Information provided START

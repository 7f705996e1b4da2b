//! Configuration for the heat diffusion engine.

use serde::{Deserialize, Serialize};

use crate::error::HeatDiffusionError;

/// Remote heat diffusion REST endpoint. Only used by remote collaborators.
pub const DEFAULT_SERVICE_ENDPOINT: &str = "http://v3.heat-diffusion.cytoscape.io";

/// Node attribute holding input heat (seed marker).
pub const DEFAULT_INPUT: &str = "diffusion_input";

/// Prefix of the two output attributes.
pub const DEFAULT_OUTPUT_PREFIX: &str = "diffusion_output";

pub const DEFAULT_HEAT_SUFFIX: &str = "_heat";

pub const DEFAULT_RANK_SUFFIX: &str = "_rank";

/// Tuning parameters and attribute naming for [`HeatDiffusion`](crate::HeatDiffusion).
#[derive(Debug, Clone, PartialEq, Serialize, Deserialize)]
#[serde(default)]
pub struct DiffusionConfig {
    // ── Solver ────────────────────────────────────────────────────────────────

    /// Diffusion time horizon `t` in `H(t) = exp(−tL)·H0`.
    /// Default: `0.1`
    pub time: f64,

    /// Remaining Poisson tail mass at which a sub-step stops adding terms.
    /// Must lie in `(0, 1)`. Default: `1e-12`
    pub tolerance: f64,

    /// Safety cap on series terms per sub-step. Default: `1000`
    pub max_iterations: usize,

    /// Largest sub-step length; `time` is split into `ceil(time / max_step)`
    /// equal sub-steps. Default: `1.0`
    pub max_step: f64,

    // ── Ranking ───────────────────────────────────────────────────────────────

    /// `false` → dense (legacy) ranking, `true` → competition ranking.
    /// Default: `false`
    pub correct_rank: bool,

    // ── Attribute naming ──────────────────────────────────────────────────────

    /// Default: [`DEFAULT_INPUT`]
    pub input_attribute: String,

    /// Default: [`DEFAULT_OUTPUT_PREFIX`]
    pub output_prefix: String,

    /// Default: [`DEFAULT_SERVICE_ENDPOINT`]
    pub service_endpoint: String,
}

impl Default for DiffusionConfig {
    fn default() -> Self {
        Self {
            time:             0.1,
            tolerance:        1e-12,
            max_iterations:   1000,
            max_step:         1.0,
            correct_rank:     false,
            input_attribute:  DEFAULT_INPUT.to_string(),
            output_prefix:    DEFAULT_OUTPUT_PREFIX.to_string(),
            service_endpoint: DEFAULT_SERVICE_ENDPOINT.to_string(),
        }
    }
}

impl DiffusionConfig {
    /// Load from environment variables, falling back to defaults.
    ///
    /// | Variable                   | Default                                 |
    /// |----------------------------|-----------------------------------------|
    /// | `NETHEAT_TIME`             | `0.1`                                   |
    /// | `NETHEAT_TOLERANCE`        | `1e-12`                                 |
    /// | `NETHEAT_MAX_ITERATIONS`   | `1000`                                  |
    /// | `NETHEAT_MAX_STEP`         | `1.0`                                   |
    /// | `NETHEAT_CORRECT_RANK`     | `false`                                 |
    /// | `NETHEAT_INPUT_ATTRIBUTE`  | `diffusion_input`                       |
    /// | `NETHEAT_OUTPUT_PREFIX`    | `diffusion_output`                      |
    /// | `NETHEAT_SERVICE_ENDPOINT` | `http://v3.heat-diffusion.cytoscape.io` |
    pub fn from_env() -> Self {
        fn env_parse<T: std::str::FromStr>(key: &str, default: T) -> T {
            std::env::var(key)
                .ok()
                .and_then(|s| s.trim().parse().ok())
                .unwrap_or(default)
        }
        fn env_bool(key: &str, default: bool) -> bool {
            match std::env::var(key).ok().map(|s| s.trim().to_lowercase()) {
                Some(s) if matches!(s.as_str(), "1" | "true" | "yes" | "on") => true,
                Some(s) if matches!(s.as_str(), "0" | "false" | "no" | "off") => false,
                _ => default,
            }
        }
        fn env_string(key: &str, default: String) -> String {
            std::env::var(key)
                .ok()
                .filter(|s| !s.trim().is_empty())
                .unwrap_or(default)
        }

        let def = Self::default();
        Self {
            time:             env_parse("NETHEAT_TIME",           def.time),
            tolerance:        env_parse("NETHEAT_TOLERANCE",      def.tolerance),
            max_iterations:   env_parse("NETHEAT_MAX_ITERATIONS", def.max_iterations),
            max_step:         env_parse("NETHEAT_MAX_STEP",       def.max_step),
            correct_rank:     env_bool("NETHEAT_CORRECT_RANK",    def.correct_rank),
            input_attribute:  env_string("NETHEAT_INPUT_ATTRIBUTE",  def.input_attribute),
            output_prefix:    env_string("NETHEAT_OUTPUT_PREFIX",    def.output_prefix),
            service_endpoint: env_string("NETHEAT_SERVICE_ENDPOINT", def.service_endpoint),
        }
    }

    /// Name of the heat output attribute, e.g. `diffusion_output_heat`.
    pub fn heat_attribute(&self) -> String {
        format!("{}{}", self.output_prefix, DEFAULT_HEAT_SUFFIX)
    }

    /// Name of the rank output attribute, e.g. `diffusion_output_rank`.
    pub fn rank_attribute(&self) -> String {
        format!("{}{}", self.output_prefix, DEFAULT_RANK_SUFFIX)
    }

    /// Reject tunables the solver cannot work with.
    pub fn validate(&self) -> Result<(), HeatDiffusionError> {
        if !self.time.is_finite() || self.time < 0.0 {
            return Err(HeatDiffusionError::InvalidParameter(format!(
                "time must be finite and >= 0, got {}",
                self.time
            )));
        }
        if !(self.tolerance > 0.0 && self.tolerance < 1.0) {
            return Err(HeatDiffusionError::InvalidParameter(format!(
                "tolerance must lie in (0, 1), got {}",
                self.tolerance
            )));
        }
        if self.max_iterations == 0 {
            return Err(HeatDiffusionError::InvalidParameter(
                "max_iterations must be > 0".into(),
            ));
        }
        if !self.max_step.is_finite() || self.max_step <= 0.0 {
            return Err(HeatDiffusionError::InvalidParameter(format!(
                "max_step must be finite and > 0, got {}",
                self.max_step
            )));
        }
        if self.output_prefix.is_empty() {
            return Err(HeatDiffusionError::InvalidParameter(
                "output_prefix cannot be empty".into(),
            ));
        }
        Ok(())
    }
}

Information provided END

## Task to complete
Once you have read the data, copy all of it out exactly.

## Reply to the exercise
repository 7f705996e1b4da2b
//! Configuration for the heat diffusion engine.

use serde::{Deserialize, Serialize};

use crate::error::HeatDiffusionError;

/// Remote heat diffusion REST endpoint. Only used by remote collaborators.
pub const DEFAULT_SERVICE_ENDPOINT: &str = "http://v3.heat-diffusion.cytoscape.io";

/// Node attribute holding input heat (seed marker).
pub const DEFAULT_INPUT: &str = "diffusion_input";

/// Prefix of the two output attributes.
pub const DEFAULT_OUTPUT_PREFIX: &str = "diffusion_output";

pub const DEFAULT_HEAT_SUFFIX: &str = "_heat";

pub const DEFAULT_RANK_SUFFIX: &str = "_rank";

/// Tuning parameters and attribute naming for [`HeatDiffusion`](crate::HeatDiffusion).
#[derive(Debug, Clone, PartialEq, Serialize, Deserialize)]
#[serde(default)]
pub struct DiffusionConfig {
    // ── Solver ────────────────────────────────────────────────────────────────

    /// Diffusion time horizon `t` in `H(t) = exp(−tL)·H0`.
    /// Default: `0.1`
    pub time: f64,

    /// Remaining Poisson tail mass at which a sub-step stops adding terms.
    /// Must lie in `(0, 1)`. Default: `1e-12`
    pub tolerance: f64,

    /// Safety cap on series terms per sub-step. Default: `1000`
    pub max_iterations: usize,

    /// Largest sub-step length; `time` is split into `ceil(time / max_step)`
    /// equal sub-steps. Default: `1.0`
    pub max_step: f64,

    // ── Ranking ───────────────────────────────────────────────────────────────

    /// `false` → dense (legacy) ranking, `true` → competition ranking.
    /// Default: `false`
    pub correct_rank: bool,

    // ── Attribute naming ──────────────────────────────────────────────────────

    /// Default: [`DEFAULT_INPUT`]
    pub input_attribute: String,

    /// Default: [`DEFAULT_OUTPUT_PREFIX`]
    pub output_prefix: String,

    /// Default: [`DEFAULT_SERVICE_ENDPOINT`]
    pub service_endpoint: String,
}

impl Default for DiffusionConfig {
    fn default() -> Self {
        Self {
            time:             0.1,
            tolerance:        1e-12,
            max_iterations:   1000,
            max_step:         1.0,
            correct_rank:     false,
            input_attribute:  DEFAULT_INPUT.to_string(),
            output_prefix:    DEFAULT_OUTPUT_PREFIX.to_string(),
            service_endpoint: DEFAULT_SERVICE_ENDPOINT.to_string(),
        }
    }
}

impl DiffusionConfig {
    /// Load from environment variables, falling back to defaults.
    ///
    /// | Variable                   | Default                                 |
    /// |----------------------------|-----------------------------------------|
    /// | `NETHEAT_TIME`             | `0.1`                                   |
    /// | `NETHEAT_TOLERANCE`        | `1e-12`                                 |
    /// | `NETHEAT_MAX_ITERATIONS`   | `1000`                                  |
    /// | `NETHEAT_MAX_STEP`         | `1.0`                                   |
    /// | `NETHEAT_CORRECT_RANK`     | `false`                                 |
    /// | `NETHEAT_INPUT_ATTRIBUTE`  | `diffusion_input`                       |
    /// | `NETHEAT_OUTPUT_PREFIX`    | `diffusion_output`                      |
    /// | `NETHEAT_SERVICE_ENDPOINT` | `http://v3.heat-diffusion.cytoscape.io` |
    pub fn from_env() -> Self {
        fn env_parse<T: std::str::FromStr>(key: &str, default: T) -> T {
            std::env::var(key)
                .ok()
                .and_then(|s| s.trim().parse().ok())
                .unwrap_or(default)
        }
        fn env_bool(key: &str, default: bool) -> bool {
            match std::env::var(key).ok().map(|s| s.trim().to_lowercase()) {
                Some(s) if matches!(s.as_str(), "1" | "true" | "yes" | "on") => true,
                Some(s) if matches!(s.as_str(), "0" | "false" | "no" | "off") => false,
                _ => default,
            }
        }
        fn env_string(key: &str, default: String) -> String {
            std::env::var(key)
                .ok()
                .filter(|s| !s.trim().is_empty())
                .unwrap_or(default)
        }

        let def = Self::default();
        Self {
            time:             env_parse("NETHEAT_TIME",           def.time),
            tolerance:        env_parse("NETHEAT_TOLERANCE",      def.tolerance),
            max_iterations:   env_parse("NETHEAT_MAX_ITERATIONS", def.max_iterations),
            max_step:         env_parse("NETHEAT_MAX_STEP",       def.max_step),
            correct_rank:     env_bool("NETHEAT_CORRECT_RANK",    def.correct_rank),
            input_attribute:  env_string("NETHEAT_INPUT_ATTRIBUTE",  def.input_attribute),
            output_prefix:    env_string("NETHEAT_OUTPUT_PREFIX",    def.output_prefix),
            service_endpoint: env_string("NETHEAT_SERVICE_ENDPOINT", def.service_endpoint),
        }
    }

    /// Name of the heat output attribute, e.g. `diffusion_output_heat`.
    pub fn heat_attribute(&self) -> String {
        format!("{}{}", self.output_prefix, DEFAULT_HEAT_SUFFIX)
    }

    /// Name of the rank output attribute, e.g. `diffusion_output_rank`.
    pub fn rank_attribute(&self) -> String {
        format!("{}{}", self.output_prefix, DEFAULT_RANK_SUFFIX)
    }

    /// Reject tunables the solver cannot work with.
    pub fn validate(&self) -> Result<(), HeatDiffusionError> {
        if !self.time.is_finite() || self.time < 0.0 {
            return Err(HeatDiffusionError::InvalidParameter(format!(
                "time must be finite and >= 0, got {}",
                self.time
            )));
        }
        if !(self.tolerance > 0.0 && self.tolerance < 1.0) {
            return Err(HeatDiffusionError::InvalidParameter(format!(
                "tolerance must lie in (0, 1), got {}",
                self.tolerance
            )));
        }
        if self.max_iterations == 0 {
            return Err(HeatDiffusionError::InvalidParameter(
                "max_iterations must be > 0".into(),
            ));
        }
        if !self.max_step.is_finite() || self.max_step <= 0.0 {
            return Err(HeatDiffusionError::InvalidParameter(format!(
                "max_step must be finite and > 0, got {}",
                self.max_step
            )));
        }
        if self.output_prefix.is_empty() {
            return Err(HeatDiffusionError::InvalidParameter(
                "output_prefix cannot be empty".into(),
            ));
        }
        Ok(())
    }
}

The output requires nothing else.